Perdue dans ses pensées, Eva réfléchissait, tout en suivant d'une oreille distraite ce qui se racontait à grands cris sur la place publique. Elle était comme ça notre petite (grande) rousse, toujours le cerveau qui tournait à plein régime, sauf quand elle lâchait volontairement la bride. A cet instant, elle se demandait si le voleur -ou la voleuse ?- faisait partie de ceux qui prenaient la parole pour exprimer leur opinion, ou de ceux qui restaient silencieux en écoutant tout ce raffut. Si c'était elle la voleuse, elle aurait sans doute fait profil bas. Mais bon elle n'avait jamais volé, et ne savait donc pas si elle était ou non une bonne référence (ou mauvaise selon les points de vue). Tout dépendait encore une fois du caractère de ce mystérieux personnage.

Elle avait demandé si le coupable pouvait être une fille, et fut surprise une nouvelle fois de voir qu'il lui répondait. Elle le trouvait calme et un peu distant, comme si ce qui se passait ne l'atteignait pas. Un peu mystérieux et mélancolique aussi. Comme s'il avait vu et vécu des choses trop dures pour son âge, et qu'il avait dû faire avec. Elle se surprit à le détailler avec curiosité, tandis qu'il parlait. Elle entraperçut ses yeux bleus océans derrière quelques mèches de cheveux brunes, avant qu'il ne s'interrompe brutalement. Une jeune fille venait de lui rentrer dedans, et son commentaire était si incongru qu'il fit éclater de rire Eva. Un rire frais et léger, qui ne dura pas lorsqu'elle vit l'expression sur le visage du medjack, qui n'avait pas l'air d'apprécier l'adjectif. Ça lui donna la diversion suffisante pur se recentrer, et se répéter ce qu'il venait de lui dire. Une fille aurait pu faire le coup. En ayant la force suffisante bien sûr. Zut, ça n'éliminait pas grand monde. Enfin, c'était toujours ça de pris.

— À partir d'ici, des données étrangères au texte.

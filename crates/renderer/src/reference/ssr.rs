//! Screen-space reflection march, as run by `ssr.frag` and the inline march
//! in `water.frag`.

use glam::{Mat4, Vec2, Vec3, Vec4, Vec4Swizzles};

use vesper_scene::{Camera, linearize_depth};

use crate::params::SsrSettings;
use crate::reference::{GBufferTexel, ScreenImage};

/// Surfaces at or above this roughness get no reflection.
pub const MAX_REFLECTIVE_ROUGHNESS: f32 = 0.8;

/// Camera state the march needs.
#[derive(Clone, Copy, Debug, PartialEq)]
pub struct MarchView {
    pub view: Mat4,
    pub projection: Mat4,
    pub near: f32,
    pub far: f32,
}

impl MarchView {
    pub fn from_camera(camera: &Camera) -> Self {
        Self {
            view: camera.view_matrix(),
            projection: camera.projection_matrix(),
            near: camera.near,
            far: camera.far,
        }
    }

    /// Screen coordinate of a view-space point, or `None` behind the camera.
    pub fn project(&self, view_pos: Vec3) -> Option<Vec2> {
        let clip = self.projection * view_pos.extend(1.0);
        if clip.w <= 0.0 {
            return None;
        }
        Some(clip.xy() / clip.w * 0.5 + 0.5)
    }
}

pub fn is_reflective(texel: &GBufferTexel) -> bool {
    texel.covered() && texel.roughness() < MAX_REFLECTIVE_ROUGHNESS
}

/// Alpha written for a hit.
pub fn reflection_strength(texel: &GBufferTexel) -> f32 {
    (1.0 - texel.roughness()).clamp(0.0, 1.0)
}

/// Marches the reflection of the view ray at `origin` (view space) about
/// `normal` (view space) and returns the screen coordinate of the first hit.
///
/// `depth` holds stored reverse-Z values. A sample hits when it lies behind
/// the stored surface by less than `settings.thickness`.
pub fn march(
    origin: Vec3,
    normal: Vec3,
    view: &MarchView,
    settings: &SsrSettings,
    depth: &ScreenImage<f32>,
) -> Option<Vec2> {
    let incident = origin.try_normalize()?;
    let normal = normal.try_normalize()?;
    let ray = incident.reflect(normal);
    if settings.max_steps == 0 {
        return None;
    }
    let step = settings.max_distance / settings.max_steps as f32;

    for i in 1..=settings.max_steps {
        let sample = origin + ray * (step * i as f32);
        if sample.z >= -view.near {
            break;
        }
        let uv = view.project(sample)?;
        if !(0.0..=1.0).contains(&uv.x) || !(0.0..=1.0).contains(&uv.y) {
            break;
        }
        let stored = depth.sample(uv)?;
        let scene_depth = linearize_depth(stored, view.near, view.far);
        let delta = -sample.z - scene_depth;
        if delta > 0.0 && delta < settings.thickness {
            return Some(uv);
        }
    }
    None
}

/// Output of the reflection pass for one G-buffer texel.
pub fn reflect_texel(
    texel: &GBufferTexel,
    view: &MarchView,
    settings: &SsrSettings,
    depth: &ScreenImage<f32>,
    scene_color: &ScreenImage<Vec4>,
) -> Vec4 {
    if !is_reflective(texel) {
        return Vec4::ZERO;
    }
    let origin = (view.view * texel.position.xyz().extend(1.0)).xyz();
    let normal = (view.view * texel.normal.xyz().extend(0.0)).xyz();

    march(origin, normal, view, settings, depth)
        .and_then(|uv| scene_color.sample(uv))
        .map_or(Vec4::ZERO, |color| {
            color.xyz().extend(reflection_strength(texel))
        })
}

#[cfg(test)]
mod tests {
    use glam::Quat;

    use super::*;
    use crate::reference::pixel_center_uv;

    const WALL_Z: f32 = -10.0;
    const WALL_TOP: f32 = 2.0;
    const FLOOR_Y: f32 = -1.0;

    fn camera() -> Camera {
        Camera {
            position: Vec3::ZERO,
            rotation: Quat::IDENTITY,
            aspect: 1.0,
            ..Camera::default()
        }
    }

    fn settings() -> SsrSettings {
        SsrSettings {
            max_distance: 32.0,
            max_steps: 64,
            thickness: 0.5,
        }
    }

    /// Reverse-Z depth of a floor at `FLOOR_Y` and a wall at `WALL_Z`
    /// spanning `FLOOR_Y..WALL_TOP`, seen from the origin.
    fn scene_depth(camera: &Camera, size: u32) -> ScreenImage<f32> {
        let projection = camera.projection_matrix();
        let tan = (camera.fov_y * 0.5).tan();
        ScreenImage::from_fn(size, size, |x, y| {
            let ndc = pixel_center_uv(x, y, size, size) * 2.0 - 1.0;
            let dir = Vec3::new(ndc.x * tan * camera.aspect, -ndc.y * tan, -1.0);

            let wall = dir * (WALL_Z / dir.z);
            let mut hit = (wall.y >= FLOOR_Y && wall.y <= WALL_TOP).then_some(wall);
            if dir.y < 0.0 {
                let floor = dir * (FLOOR_Y / dir.y);
                if hit.is_none_or(|w| floor.z > w.z) {
                    hit = Some(floor);
                }
            }
            hit.map_or(0.0, |p| {
                let clip = projection * p.extend(1.0);
                clip.z / clip.w
            })
        })
    }

    fn floor_hit(z: f32, size: u32) -> Option<Vec2> {
        let camera = camera();
        let view = MarchView::from_camera(&camera);
        let depth = scene_depth(&camera, size);
        march(Vec3::new(0.0, FLOOR_Y, z), Vec3::Y, &view, &settings(), &depth)
    }

    #[test]
    fn test_project_center() {
        let view = MarchView::from_camera(&camera());
        let uv = view.project(Vec3::new(0.0, 0.0, -5.0)).unwrap();
        assert!((uv - Vec2::splat(0.5)).length() < 1e-5);
        // +Y in view space is the top of the screen.
        assert!(view.project(Vec3::new(0.0, 1.0, -5.0)).unwrap().y < 0.5);
        assert!(view.project(Vec3::new(0.0, 0.0, 5.0)).is_none());
    }

    #[test]
    fn test_floor_reflects_wall() {
        let uv = floor_hit(-4.0, 64).expect("reflection should reach the wall");
        let view = MarchView::from_camera(&camera());
        // The reflected ray meets the wall at y = 0.5.
        let expected = view.project(Vec3::new(0.0, 0.5, WALL_Z)).unwrap();
        assert!((uv.y - expected.y).abs() < 0.05, "{uv} vs {expected}");
    }

    #[test]
    fn test_ray_over_wall_misses() {
        assert_eq!(floor_hit(-2.0, 64), None);
        assert_eq!(floor_hit(-1.8, 64), None);
    }

    #[test]
    fn test_hits_stable_under_resolution_doubling() {
        for z in [-1.8, -2.0, -3.5, -4.0, -5.0, -6.0] {
            let low = floor_hit(z, 64);
            let high = floor_hit(z, 128);
            assert_eq!(low.is_some(), high.is_some(), "z = {z}");
            if let (Some(low), Some(high)) = (low, high) {
                assert!((low - high).length() < 2.0 / 64.0, "z = {z}");
            }
        }
    }

    #[test]
    fn test_uncovered_and_rough_texels_are_skipped() {
        let camera = camera();
        let view = MarchView::from_camera(&camera);
        let depth = scene_depth(&camera, 32);
        let color = ScreenImage::filled(32, 32, Vec4::ONE);

        let floor = GBufferTexel {
            position: Vec4::new(0.0, FLOOR_Y, -4.0, 1.0),
            normal: Vec4::new(0.0, 1.0, 0.0, 0.2),
            albedo: Vec4::ONE,
        };
        let hit = reflect_texel(&floor, &view, &settings(), &depth, &color);
        assert!((hit - Vec4::new(1.0, 1.0, 1.0, 0.8)).abs().max_element() < 1e-6);

        let uncovered = GBufferTexel {
            position: floor.position.xyz().extend(0.0),
            ..floor
        };
        assert_eq!(
            reflect_texel(&uncovered, &view, &settings(), &depth, &color),
            Vec4::ZERO
        );

        let rough = GBufferTexel {
            normal: Vec4::new(0.0, 1.0, 0.0, 0.9),
            ..floor
        };
        assert_eq!(
            reflect_texel(&rough, &view, &settings(), &depth, &color),
            Vec4::ZERO
        );
    }

    #[test]
    fn test_degenerate_inputs_miss() {
        let camera = camera();
        let view = MarchView::from_camera(&camera);
        let depth = scene_depth(&camera, 16);
        assert_eq!(march(Vec3::ZERO, Vec3::Y, &view, &settings(), &depth), None);
        assert_eq!(
            march(Vec3::new(0.0, -1.0, -4.0), Vec3::ZERO, &view, &settings(), &depth),
            None
        );
    }
}
//! Per-frame input handed from the scene to the renderer.

use glam::{Mat4, Vec3};
use vesper_resources::{MaterialIdentity, MeshHandle};

use crate::camera::Camera;
use crate::light::SceneLights;

/// One visible object.
#[derive(Clone, Debug, PartialEq)]
pub struct DrawItem {
    pub model: Mat4,
    pub mesh: MeshHandle,
    pub material: MaterialIdentity,
}

impl DrawItem {
    pub fn new(model: Mat4, mesh: MeshHandle, material: MaterialIdentity) -> Self {
        Self {
            model,
            mesh,
            material,
        }
    }
}

/// Placement of the water surface for a frame.
///
/// The water mesh itself belongs to the water pass.
#[derive(Clone, Copy, Debug, PartialEq)]
pub struct WaterSurface {
    pub model: Mat4,
}

impl WaterSurface {
    /// A surface translated vertically to `height`.
    pub fn at_height(height: f32) -> Self {
        Self {
            model: Mat4::from_translation(Vec3::new(0.0, height, 0.0)),
        }
    }
}

impl Default for WaterSurface {
    fn default() -> Self {
        Self {
            model: Mat4::IDENTITY,
        }
    }
}

/// Everything the renderer needs to record one frame.
///
/// `draws` is in submission order; the renderer does not sort it.
#[derive(Clone, Copy, Debug)]
pub struct FrameParameters<'a> {
    pub camera: &'a Camera,
    pub lights: &'a SceneLights,
    pub draws: &'a [DrawItem],
    pub water: Option<WaterSurface>,
}

impl<'a> FrameParameters<'a> {
    pub fn new(camera: &'a Camera, lights: &'a SceneLights, draws: &'a [DrawItem]) -> Self {
        Self {
            camera,
            lights,
            draws,
            water: None,
        }
    }

    pub fn with_water(mut self, water: WaterSurface) -> Self {
        self.water = Some(water);
        self
    }

    /// Whether anything in the frame consumes screen-space reflections.
    ///
    /// The water surface is the only reader of the reflection buffer.
    #[inline]
    pub fn has_reflective_content(&self) -> bool {
        self.water.is_some()
    }
}
//! Renderer error types.

use thiserror::Error;
use vesper_resources::ResourceError;
use vesper_rhi::RhiError;

use crate::material_cache::CacheError;

#[derive(Error, Debug)]
pub enum RenderError {
    #[error(transparent)]
    Rhi(#[from] RhiError),

    #[error(transparent)]
    Resource(#[from] ResourceError),

    #[error(transparent)]
    Cache(#[from] CacheError),

    /// Window or surface setup failed.
    #[error(transparent)]
    Platform(#[from] vesper_core::Error),

    /// A frame slot was used out of order (re-armed without a fence wait,
    /// submitted twice, and so on).
    #[error("frame slot {slot}: {reason}")]
    SlotProtocol { slot: usize, reason: &'static str },

    /// A pass was recorded or resized before one of its inputs existed.
    #[error("{pass} pass is missing its {input} input")]
    MissingInput {
        pass: &'static str,
        input: &'static str,
    },

    /// The render target cannot be used (zero extent, unsupported format).
    #[error("render target error: {0}")]
    Target(String),
}

pub type RenderResult<T> = std::result::Result<T, RenderError>;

Et voilà que la blonde se faisait passer un gentil savon, sur le fait qu'on ne quittait pas l'esplanade jusqu'à ce que le maton en chef ne s'en aille. Ce qui paraissait assez logique, puisque ça aurait été un manque évident de respect. Mais contrairement à ceux qui s'amusaient à cracher directement en face du dénommé Jonas, cela semblait accidentel pour la jeune fille, nouvelle elle aussi. Elles étaient arrivées à peu près en même temps, à quelques jours de décalage. Tant mieux, elle n'était pas restée 'la bleue' longtemps mouahahah. Parce que sérieusement, c'était un peu lourd de devoir répéter sans cesse qu'elle s'appelait Eva (oui elle était têtue).
Elle adressa un sourire amical un peu compatissant à la nouvelle venue, comme pour appuyer silencieusement ce que venait de dire le brun. Elle pressentait qu'une intervention orale de sa part serait malvenue, même si le discours, quoique très légèrement moralisateur n'était ni sarcastique, ni piquant. Ça lui tira un nouveau sourire, en repensant à ce qu'elle avait entendu dire sur le chef des medjacks -dont elle ne se souvenait plus le nom-, réputé pour ne pas y aller de main morte dans ses remarques. Peut-être s'était-il radoucit ? Ou alors il ne se comportait pas pareil à l'infirmerie et ailleurs.

Surprenant le soupir du garçon à ses côtés, elle se retourna par réflexe vers l'endroit qui menait à la Boîte. Suivant son regard, elle aperçut une minimoys toute mignonne entrain de chuchoter à l'oreille du maton en chef. Euh qu'est-ce que cette gamine faisait là ? Un rapide calcul lui fit hausser les sourcils de surprise. Si tous les matons étaient présents, alors elle devait en faire partie. Ce qui expliquait sans doute pourquoi elle se permettait autant de familiarité. Comment un petit bout de chou pareil pouvait-il endosser tant de responsabilités ? Elle prenait le temps de vivre aussi ? Elle secoua la tête, un peu dépassée, faisant virevolter quelques mèches rousses.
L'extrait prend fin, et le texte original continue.